Dipping my Toe in CosmosDB Graph API

For the inaugural post of my new blog I am going to discuss something else which is the brand new CosmosDB.  CosmosDB was a major announcement at Microsoft’s Build 2017 conference held last week.  For those of you who missed the annoncement you can find it here.  

TL;DR Summary on CosmosDB 

CosmosDB is the next generation of Azure’s DocumentDB which supports globally distributed multi-model data including Key/Value, Wide Row (Table), Document and Graph data models.  I am not going to repeat all the details here but if you want them I suggest you read this post.

My Interest

While there are a lot of new features included as part of CosmosDB (global replication , data partitioning , tunable consistency levels , …) that each are worthy of their own post but what really caught my eye was the CosmosDB’s Graph API.  This new feature provides support the Apache Tinkerpop Gremlin query language.  I was particularly interested in this because part of my current project at work has been evaluating Tinkerpop enabled graph databases for use in upcoming projects.  I currently work at a .NET development shop and in general the .NET drivers and support for the major graph databases lag behind that of the Java, NodeJS and Python counterparts.  With CosmosDB being a Microsoft project the .NET driver is really a first class citizen in the ecosystem and that makes it an intriguing prospect.  

First Impression

My first experience using CosmosDB’s Graph API was to setup the initial database using the Azure web portal.  As shown in their docs (click here)  create the initial graph was the sort of point and click experience that you would expect from a managed service.  A nice additional feature in the web portal was the ability to download either a customized .NET solution or a pre-configured version of the gremlin console with all the proper connection information configured for you.  I initially missed this and I struggled to get the gremlin console connecting to the graph due to my inability to figure out the correct username and password.  It was in the documentation provided online but I missed it.  In case you need it the docs on how to manually configure gremlin console are available here.

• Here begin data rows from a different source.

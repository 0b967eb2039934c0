//! STM32F1-specific HAL for the Pinboard board-support layer
//!
//! This crate provides the STM32F1 implementation of
//! [`pinboard_hal::PinDriver`] on top of `embassy-stm32`, plus the
//! bring-up pieces the firmware needs around it. It supports:
//!
//! - STM32F103C8 (Blue Pill)
//! - STM32F103CB
//!
//! # Features
//!
//! - `stm32f103c8` / `stm32f103cb` - Select the chip (exactly one)
//! - `defmt` - Enable debug formatting support
//!
//! # Usage
//!
//! The firmware moves the GPIO pins it does not claim for other
//! peripherals into a [`gpio::PinBank`] with [`bank_pins!`], wraps the
//! bank in a [`gpio::Stm32f1Driver`] and hands that to the registry.

#![no_std]

pub mod clock;
pub mod gpio;
pub mod uart;

pub use clock::{ClockConfig, ClockError};
pub use gpio::{PinBank, PinError, Stm32f1Driver};
pub use uart::{DebugUart, UartBusError};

Second Step – Migrate a Real Use Case

Since my first experience was so painless I thought, why not take this a step further and try porting my current project over to use CosmosDB.  Since this application was a .NET Core project this the migration was a rather straightforward process that took me <1 hour.  I just replaced my current driver with the .NET CosmosDB driver from Nuget (currently in Preview so make sure to check that box) here.

Once the driver was installed there was a bit of coding required to migrate to the CosmosDB method of executing Gremlin traversals.  The changes required were minimal and were easily copied by following their sample project.  I was able to get it to compile and run.  Unfortunately I ran into a few hiccups with my traversals due to some gremlin features/steps that are not yet supported.  The list of currently supported steps is available here.

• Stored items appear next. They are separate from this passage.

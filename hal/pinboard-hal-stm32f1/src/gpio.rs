//! GPIO pin driver for STM32F1
//!
//! Pins are handed over once at startup into a [`PinBank`]; binding a
//! context takes its pin out of the bank and wraps it in a `Flex` pin that
//! can be reconfigured between input and output at runtime.

use core::fmt;

use embassy_stm32::gpio::{AnyPin, Flex, Level as HwLevel, Pin, Pull, Speed};
use embassy_stm32::Peri;
use pinboard_hal::gpio::{
    Direction, ImplConfig, Level, OutputSpeed, PinConfig, PinContext, PinDriver, PinId, PullMode,
    Stm32f1Options, PINS_PER_PORT, PORT_COUNT,
};

/// Pin slots addressable by [`PinId`] (ports A-G, 16 pins each)
pub const PIN_SLOTS: usize = PORT_COUNT as usize * PINS_PER_PORT as usize;

/// Move pins out of the embassy `Peripherals` struct into a [`PinBank`]
///
/// Usage:
/// ```ignore
/// let mut bank = PinBank::new();
/// bank_pins!(bank, p, PA0, PA1, PC13);
/// ```
#[macro_export]
macro_rules! bank_pins {
    ($bank:expr, $p:expr, $($name:ident),+ $(,)?) => {
        $( $bank.insert($p.$name.into()); )+
    };
}

/// Error from pin driver operations
#[derive(Debug, Clone, Copy, PartialEq, Eq)]
#[cfg_attr(feature = "defmt", derive(defmt::Format))]
pub enum PinError {
    /// Pin does not exist on this chip
    InvalidPin,
    /// Pin was never banked (claimed by another peripheral, or SWD)
    NotAvailable,
    /// Context is already bound to its pin
    AlreadyBound,
    /// Context has not been bound by `init`
    NotBound,
    /// Options payload belongs to another driver family
    UnsupportedOptions,
    /// Pull resistors are only available on inputs
    UnsupportedPull,
}

impl fmt::Display for PinError {
    fn fmt(&self, f: &mut fmt::Formatter<'_>) -> fmt::Result {
        let msg = match self {
            PinError::InvalidPin => "invalid pin",
            PinError::NotAvailable => "pin not available",
            PinError::AlreadyBound => "context already bound",
            PinError::NotBound => "context not bound",
            PinError::UnsupportedOptions => "options for another driver family",
            PinError::UnsupportedPull => "pull mode not supported on outputs",
        };
        f.write_str(msg)
    }
}

/// Pin bank that holds GPIO pins and allows taking them by identity
pub struct PinBank {
    pins: [Option<Peri<'static, AnyPin>>; PIN_SLOTS],
}

impl Default for PinBank {
    fn default() -> Self {
        Self::new()
    }
}

impl PinBank {
    /// Create an empty pin bank
    pub fn new() -> Self {
        Self {
            pins: core::array::from_fn(|_| None),
        }
    }

    /// Add a pin to the bank
    ///
    /// The slot is derived from the pin's own port and number.
    pub fn insert(&mut self, pin: Peri<'static, AnyPin>) {
        let slot = pin.port() as usize * PINS_PER_PORT as usize + pin.pin() as usize;
        if slot < PIN_SLOTS {
            self.pins[slot] = Some(pin);
        }
    }

    /// Take a pin by identity
    ///
    /// Returns the pin if available, or an error if:
    /// - Pin is outside the addressable range
    /// - Pin was never banked or was already taken
    pub fn take(&mut self, id: PinId) -> Result<Peri<'static, AnyPin>, PinError> {
        self.pins
            .get_mut(id.flat_index())
            .ok_or(PinError::InvalidPin)?
            .take()
            .ok_or(PinError::NotAvailable)
    }
}

/// STM32F1 implementation of [`PinDriver`]
pub struct Stm32f1Driver {
    bank: PinBank,
    bound: [Option<Flex<'static>>; PIN_SLOTS],
}

impl Stm32f1Driver {
    /// Create a driver over a populated pin bank
    pub fn new(bank: PinBank) -> Self {
        Self {
            bank,
            bound: core::array::from_fn(|_| None),
        }
    }

    fn flex(&mut self, ctx: &PinContext) -> Result<&mut Flex<'static>, PinError> {
        self.bound
            .get_mut(ctx.pin().flat_index())
            .ok_or(PinError::InvalidPin)?
            .as_mut()
            .ok_or(PinError::NotBound)
    }
}

fn options_for(config: &PinConfig) -> Result<Stm32f1Options, PinError> {
    match config.options {
        ImplConfig::Generic => Ok(Stm32f1Options::DEFAULT),
        ImplConfig::Stm32f1(options) => Ok(options),
        _ => Err(PinError::UnsupportedOptions),
    }
}

fn to_pull(pull: PullMode) -> Pull {
    match pull {
        PullMode::None => Pull::None,
        PullMode::Up => Pull::Up,
        PullMode::Down => Pull::Down,
    }
}

fn to_speed(speed: OutputSpeed) -> Speed {
    match speed {
        OutputSpeed::Low => Speed::Low,
        OutputSpeed::Medium => Speed::Medium,
        OutputSpeed::High => Speed::VeryHigh,
    }
}

fn to_hw_level(level: Level) -> HwLevel {
    match level {
        Level::Low => HwLevel::Low,
        Level::High => HwLevel::High,
    }
}

impl PinDriver for Stm32f1Driver {
    type Error = PinError;

    fn init(&mut self, ctx: &mut PinContext) -> Result<(), PinError> {
        let slot = self
            .bound
            .get_mut(ctx.pin().flat_index())
            .ok_or(PinError::InvalidPin)?;
        if slot.is_some() {
            return Err(PinError::AlreadyBound);
        }
        let pin = self.bank.take(ctx.pin())?;
        *slot = Some(Flex::new(pin));
        Ok(())
    }

    fn set_config(&mut self, ctx: &mut PinContext, config: &PinConfig) -> Result<(), PinError> {
        let options = options_for(config)?;
        let flex = self.flex(ctx)?;

        match config.direction {
            Direction::Input => flex.set_as_input(to_pull(config.pull)),
            Direction::Output => {
                if config.pull != PullMode::None {
                    return Err(PinError::UnsupportedPull);
                }
                // Latch the level first so the pin never glitches
                flex.set_level(to_hw_level(options.initial_level));
                if options.open_drain {
                    flex.set_as_input_output(to_speed(options.speed));
                } else {
                    flex.set_as_output(to_speed(options.speed));
                }
            }
        }
        Ok(())
    }

    fn set_state(&mut self, ctx: &PinContext, level: Level) -> Result<(), PinError> {
        self.flex(ctx)?.set_level(to_hw_level(level));
        Ok(())
    }

    fn get_state(&mut self, ctx: &PinContext) -> Result<Level, PinError> {
        let level = match self.flex(ctx)?.get_level() {
            HwLevel::Low => Level::Low,
            HwLevel::High => Level::High,
        };
        Ok(level)
    }
}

The two specific issues I ran into were:

  • Recurring.V() in a traversal are not currently supported such asg.V().has(‘titan’, ‘name’, ‘saturn’).as(‘s’).V().has(‘god’, ‘name’, ‘neptune’).as(‘n’).addE(‘father’).from(‘n’).to(‘s’) 

While this was an annoyance it only took a bit of reworking my traversal to get my insert queries working to add vertices and edges.

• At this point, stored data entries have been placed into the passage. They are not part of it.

#[cfg(test)]
mod tests {
    use super::*;
    use crate::board::blue_pill::{self, BluePillPin, BluePillRegistry, DECLARATIONS, PIN_COUNT};
    use crate::mock::{Call, MockDriver, MockError};
    use pinboard_hal::gpio::{InterruptTrigger, Port};
    use proptest::prelude::*;

    fn registry(driver: MockDriver) -> BluePillRegistry<MockDriver> {
        blue_pill::registry(driver).unwrap()
    }

    fn pin_of(id: BluePillPin) -> PinId {
        DECLARATIONS[id.index()].pin
    }

    #[test]
    fn test_new_makes_no_driver_calls() {
        let reg = registry(MockDriver::new());
        assert!(reg.driver().calls.is_empty());
        for &id in BluePillPin::ALL {
            let ctx = reg.context(id);
            assert_eq!(reg.state(id), ResourceState::Declared);
            assert_eq!(ctx.pin(), pin_of(id));
            assert_eq!(ctx.trigger(), InterruptTrigger::None);
            assert!(ctx.callback().is_none());
        }
        assert!(!reg.is_ready());
    }

    #[test]
    fn test_all_resources_ready() {
        let mut reg = registry(MockDriver::new());
        assert_eq!(reg.initialize_all(), Ok(()));
        assert!(reg.is_ready());

        for &id in BluePillPin::ALL {
            let ctx = reg.context_for(id.index()).unwrap();
            assert_eq!(ctx.pin(), reg.identity(id));
            assert_eq!(reg.state_for(id.index()), Ok(ResourceState::Configured));
        }

        // Every context is its own, bound to its own pin
        for (i, &a) in BluePillPin::ALL.iter().enumerate() {
            for &b in &BluePillPin::ALL[i + 1..] {
                assert!(!core::ptr::eq(reg.context(a), reg.context(b)));
                assert_ne!(reg.context(a).pin(), reg.context(b).pin());
            }
        }
        assert_eq!(reg.context_for(PIN_COUNT).unwrap_err(), LookupError::NotFound(4));
    }

    #[test]
    fn test_bind_then_configure_in_order() {
        let mut reg = registry(MockDriver::new());
        reg.initialize_all().unwrap();

        let calls = &reg.driver().calls;
        assert_eq!(calls.len(), 2 * PIN_COUNT);
        for (i, decl) in DECLARATIONS.iter().enumerate() {
            assert_eq!(calls[2 * i], Call::Init(decl.pin));
            assert_eq!(calls[2 * i + 1], Call::SetConfig(decl.pin, decl.config));
        }
    }

    #[test]
    fn test_configure_failure_on_third_resource() {
        let failing = pin_of(BluePillPin::DebugOutput);
        let mut reg = registry(MockDriver::new().fail_config_on(failing));

        let err = reg.initialize_all().unwrap_err();
        assert_eq!(
            err,
            InitError::Configure {
                resource: BluePillPin::DebugOutput,
                cause: MockError::ConfigRejected(failing),
            }
        );
        assert_eq!(err.resource(), Some(BluePillPin::DebugOutput));
        assert_eq!(err.resource().map(ResourceId::index), Some(2));

        assert_eq!(reg.state_for(0).unwrap(), ResourceState::Configured);
        assert_eq!(reg.state_for(1).unwrap(), ResourceState::Configured);
        // Bound but never configured
        assert_eq!(reg.state_for(2).unwrap(), ResourceState::ContextBound);
        assert_eq!(reg.state_for(3).unwrap(), ResourceState::Declared);

        let untouched = pin_of(BluePillPin::TestInput);
        assert!(!reg.driver().touched(untouched));
        assert!(!reg.is_ready());
    }

    #[test]
    fn test_bind_failure_stops_sequence() {
        let failing = pin_of(BluePillPin::UserButton);
        let mut reg = registry(MockDriver::new().fail_init_on(failing));

        let err = reg.initialize_all().unwrap_err();
        assert_eq!(err.resource(), Some(BluePillPin::UserButton));
        assert_eq!(err.cause(), Some(&MockError::InitRejected(failing)));
        assert!(matches!(err, InitError::Bind { .. }));

        assert_eq!(reg.state(BluePillPin::LedBuiltin), ResourceState::Configured);
        assert_eq!(reg.state(BluePillPin::UserButton), ResourceState::Declared);
        // Init attempted on the failing pin, nothing after it
        assert_eq!(reg.driver().calls.len(), 3);
    }

    #[test]
    fn test_initialize_twice_is_rejected() {
        let mut reg = registry(MockDriver::new());
        reg.initialize_all().unwrap();
        let calls = reg.driver().calls.len();

        assert_eq!(reg.initialize_all(), Err(InitError::AlreadyRun));
        assert_eq!(reg.driver().calls.len(), calls);
    }

    #[test]
    fn test_earlier_resources_usable_after_failure() {
        let mut reg =
            registry(MockDriver::new().fail_config_on(pin_of(BluePillPin::DebugOutput)));
        assert!(reg.initialize_all().is_err());

        assert!(reg.set_level(BluePillPin::LedBuiltin, Level::Low).is_ok());
        assert_eq!(reg.level(BluePillPin::LedBuiltin), Ok(Level::Low));

        assert_eq!(
            reg.set_level(BluePillPin::TestInput, Level::High),
            Err(AccessError::NotReady(ResourceState::Declared))
        );
        assert_eq!(
            reg.level(BluePillPin::DebugOutput),
            Err(AccessError::NotReady(ResourceState::ContextBound))
        );
        assert!(reg.pin(BluePillPin::TestInput).is_err());
    }

    #[test]
    fn test_toggle() {
        let mut reg = registry(MockDriver::new());
        reg.initialize_all().unwrap();

        reg.set_level(BluePillPin::DebugOutput, Level::Low).unwrap();
        assert_eq!(reg.toggle(BluePillPin::DebugOutput), Ok(Level::High));
        assert_eq!(reg.toggle(BluePillPin::DebugOutput), Ok(Level::Low));
    }

    #[test]
    fn test_reapply_config_skips_init() {
        let mut reg = registry(MockDriver::new());

        assert_eq!(
            reg.reapply_config(BluePillPin::UserButton),
            Err(AccessError::NotReady(ResourceState::Declared))
        );

        reg.initialize_all().unwrap();
        let before = reg.driver().calls.len();
        reg.reapply_config(BluePillPin::UserButton).unwrap();

        let calls = &reg.driver().calls;
        assert_eq!(calls.len(), before + 1);
        let pin = pin_of(BluePillPin::UserButton);
        assert_eq!(
            calls[before],
            Call::SetConfig(pin, *reg.config(BluePillPin::UserButton))
        );
        assert_eq!(reg.state(BluePillPin::UserButton), ResourceState::Configured);
    }

    #[test]
    fn test_reapply_config_after_failed_configure() {
        let failing = pin_of(BluePillPin::DebugOutput);
        let mut reg = registry(MockDriver::new().fail_config_on(failing));
        assert!(reg.initialize_all().is_err());

        // Driver still rejects it; state stays bound
        assert_eq!(
            reg.reapply_config(BluePillPin::DebugOutput),
            Err(AccessError::Driver(MockError::ConfigRejected(failing)))
        );
        assert_eq!(reg.state(BluePillPin::DebugOutput), ResourceState::ContextBound);
    }

    fn noop(_pin: PinId, _user_data: usize) {}

    #[test]
    fn test_callback_rebinding_through_registry() {
        let mut reg = registry(MockDriver::new());
        reg.initialize_all().unwrap();

        let ctx = reg.context_mut(BluePillPin::UserButton);
        ctx.bind_callback(InterruptTrigger::Falling, noop, 7);
        assert!(ctx.enable_interrupt());

        let ctx = reg.context(BluePillPin::UserButton);
        assert_eq!(ctx.trigger(), InterruptTrigger::Falling);
        assert_eq!(ctx.callback().map(|(_, data)| data), Some(7));
        assert_eq!(ctx.pin(), PinId::new(Port::A, 0));
        assert_eq!(reg.state(BluePillPin::UserButton), ResourceState::Configured);
    }

    #[test]
    fn test_context_mut_cannot_make_resource_ready() {
        let mut reg = registry(MockDriver::new());

        // Callback wiring on a never-bound resource
        let ctx = reg.context_mut(BluePillPin::TestInput);
        ctx.bind_callback(InterruptTrigger::Both, noop, 1);
        assert!(ctx.enable_interrupt());

        assert_eq!(reg.state(BluePillPin::TestInput), ResourceState::Declared);
        assert_eq!(
            reg.set_level(BluePillPin::TestInput, Level::High),
            Err(AccessError::NotReady(ResourceState::Declared))
        );
        assert!(matches!(
            reg.pin(BluePillPin::TestInput),
            Err(AccessError::NotReady(ResourceState::Declared))
        ));
        assert!(reg.driver().calls.is_empty());
    }

    #[test]
    fn test_context_before_initialize() {
        let reg = registry(MockDriver::new());
        // Found, but not configured
        assert!(reg.context_for(0).is_ok());
        assert_eq!(reg.state_for(0), Ok(ResourceState::Declared));
        assert_eq!(reg.state_for(PIN_COUNT), Err(LookupError::NotFound(PIN_COUNT)));
    }

    proptest! {
        #[test]
        fn out_of_range_ids_are_not_found(raw in PIN_COUNT..usize::MAX) {
            let mut reg = registry(MockDriver::new());
            reg.initialize_all().unwrap();
            prop_assert_eq!(reg.context_for(raw).unwrap_err(), LookupError::NotFound(raw));
        }

        #[test]
        fn bind_failure_leaves_tail_untouched(k in 0..PIN_COUNT) {
            let failing = DECLARATIONS[k].pin;
            let mut reg = registry(MockDriver::new().fail_init_on(failing));

            let err = reg.initialize_all().unwrap_err();
            prop_assert_eq!(err.resource().map(ResourceId::index), Some(k));

            for i in 0..PIN_COUNT {
                let state = reg.state_for(i).unwrap();
                if i < k {
                    prop_assert_eq!(state, ResourceState::Configured);
                } else {
                    prop_assert_eq!(state, ResourceState::Declared);
                }
                if i > k {
                    prop_assert!(!reg.driver().touched(DECLARATIONS[i].pin));
                }
            }
        }

        #[test]
        fn configure_failure_leaves_tail_untouched(k in 0..PIN_COUNT) {
            let failing = DECLARATIONS[k].pin;
            let mut reg = registry(MockDriver::new().fail_config_on(failing));

            let err = reg.initialize_all().unwrap_err();
            let is_configure = matches!(err, InitError::Configure { .. });
            prop_assert!(is_configure);
            prop_assert_eq!(err.resource().map(ResourceId::index), Some(k));
            prop_assert_eq!(reg.state_for(k).unwrap(), ResourceState::ContextBound);
            for i in (k + 1)..PIN_COUNT {
                prop_assert!(!reg.driver().touched(DECLARATIONS[i].pin));
            }
        }
    }
}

  • Subgraph steps are not currently supported.  This was a bit of a show stopper for me as my current project relies heavily on the use of subgraphs when retrieving data.  

I contacted the CosmosDB team about these issues and they quickly responded  that both of features are currently under development or on the near term roadmap.  

Using CosmosDB

In addition to the application drivers, you are provided with two additional options to interact with CosmosDB.  

The first is to use the gremlin console to connect to the remote gremlin server to send your traversals, but don’t forget to submit your command with :> as I did at first.  This provides you the ability to run all your gremlin traversals in your standard terminal window.

The second is to use the Data Explorer, which is a visualization tool that is built into the Azure Portal.  It provides a way to visually interact with your data, which I find very helpful when working with graph models.  

It does have a few quirks about it, specifically the default node layout can start out a bit strange.

In addition to that I was not able to figure out how to see edge properties.  With that said it is a really nice tool to help you out when trying to visualize your data.

I haven’t yet tried any of the other 3rd party tools to connect but I suspect/hope that as long as they work with the gremlin console that they would.

Summary

I think it is a really great addition to the graph database ecosystem to have another Gremlin enabled graph database on the market, especially one with strong support for .NET.   I am interested in taking some time to explore their different consistency models (read about them here and here ) as well as looking at the performance of the Graph API.  

As with other current offerings, CosmosDB has a few rough edges.  Given that it was only announced as a preview last week it is a strong initial offering worth taking notice of.   The fact that it is a newly released a globally distributed multi-model datastore supporting 4 different types of data model is a huge accomplishment that the entire CosmosDB team should be proud of.  

I will be watching to see where this goes to next.